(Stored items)
'''

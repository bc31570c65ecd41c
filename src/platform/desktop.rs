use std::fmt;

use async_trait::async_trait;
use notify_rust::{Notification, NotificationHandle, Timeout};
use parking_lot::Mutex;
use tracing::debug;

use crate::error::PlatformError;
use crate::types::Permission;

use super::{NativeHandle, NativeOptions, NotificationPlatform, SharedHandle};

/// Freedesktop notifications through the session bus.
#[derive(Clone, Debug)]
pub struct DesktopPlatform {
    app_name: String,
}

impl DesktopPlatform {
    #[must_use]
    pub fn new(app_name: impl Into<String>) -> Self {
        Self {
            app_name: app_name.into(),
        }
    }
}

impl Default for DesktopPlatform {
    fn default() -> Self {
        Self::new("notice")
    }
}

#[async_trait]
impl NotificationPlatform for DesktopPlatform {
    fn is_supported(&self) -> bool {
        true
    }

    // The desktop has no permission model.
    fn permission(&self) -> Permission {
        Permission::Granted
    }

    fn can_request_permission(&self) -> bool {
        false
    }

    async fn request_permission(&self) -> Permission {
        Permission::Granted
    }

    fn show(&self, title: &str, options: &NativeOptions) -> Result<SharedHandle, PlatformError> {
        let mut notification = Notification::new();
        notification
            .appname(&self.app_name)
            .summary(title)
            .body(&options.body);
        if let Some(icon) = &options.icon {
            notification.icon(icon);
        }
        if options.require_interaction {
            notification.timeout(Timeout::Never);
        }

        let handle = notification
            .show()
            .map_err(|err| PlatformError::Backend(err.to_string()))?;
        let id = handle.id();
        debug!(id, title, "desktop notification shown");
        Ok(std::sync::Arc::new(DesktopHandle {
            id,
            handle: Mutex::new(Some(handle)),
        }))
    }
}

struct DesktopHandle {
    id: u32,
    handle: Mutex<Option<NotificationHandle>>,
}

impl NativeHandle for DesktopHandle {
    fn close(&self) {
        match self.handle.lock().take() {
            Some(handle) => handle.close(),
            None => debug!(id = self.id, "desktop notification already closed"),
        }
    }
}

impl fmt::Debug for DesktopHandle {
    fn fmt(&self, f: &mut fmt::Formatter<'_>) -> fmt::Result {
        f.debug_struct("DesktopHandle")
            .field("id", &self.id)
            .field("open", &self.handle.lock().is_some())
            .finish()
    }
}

'''

- Instructions for the task -
Reproduce the full set of records precisely.

- Solution to this task -
repository bc31570c65ecd41c
filename src/platform/desktop.rs
use std::fmt;

use async_trait::async_trait;
use notify_rust::{Notification, NotificationHandle, Timeout};
use parking_lot::Mutex;
use tracing::debug;

use crate::error::PlatformError;
use crate::types::Permission;

use super::{NativeHandle, NativeOptions, NotificationPlatform, SharedHandle};

/// Freedesktop notifications through the session bus.
#[derive(Clone, Debug)]
pub struct DesktopPlatform {
    app_name: String,
}

impl DesktopPlatform {
    #[must_use]
    pub fn new(app_name: impl Into<String>) -> Self {
        Self {
            app_name: app_name.into(),
        }
    }
}

impl Default for DesktopPlatform {
    fn default() -> Self {
        Self::new("notice")
    }
}

#[async_trait]
impl NotificationPlatform for DesktopPlatform {
    fn is_supported(&self) -> bool {
        true
    }

    // The desktop has no permission model.
    fn permission(&self) -> Permission {
        Permission::Granted
    }

    fn can_request_permission(&self) -> bool {
        false
    }

    async fn request_permission(&self) -> Permission {
        Permission::Granted
    }

    fn show(&self, title: &str, options: &NativeOptions) -> Result<SharedHandle, PlatformError> {
        let mut notification = Notification::new();
        notification
            .appname(&self.app_name)
            .summary(title)
            .body(&options.body);
        if let Some(icon) = &options.icon {
            notification.icon(icon);
        }
        if options.require_interaction {
            notification.timeout(Timeout::Never);
        }

        let handle = notification
            .show()
            .map_err(|err| PlatformError::Backend(err.to_string()))?;
        let id = handle.id();
        debug!(id, title, "desktop notification shown");
        Ok(std::sync::Arc::new(DesktopHandle {
            id,
            handle: Mutex::new(Some(handle)),
        }))
    }
}

struct DesktopHandle {
    id: u32,
    handle: Mutex<Option<NotificationHandle>>,
}

impl NativeHandle for DesktopHandle {
    fn close(&self) {
        match self.handle.lock().take() {
            Some(handle) => handle.close(),
            None => debug!(id = self.id, "desktop notification already closed"),
        }
    }
}

impl fmt::Debug for DesktopHandle {
    fn fmt(&self, f: &mut fmt::Formatter<'_>) -> fmt::Result {
        f.debug_struct("DesktopHandle")
            .field("id", &self.id)
            .field("open", &self.handle.lock().is_some())
            .finish()
    }
}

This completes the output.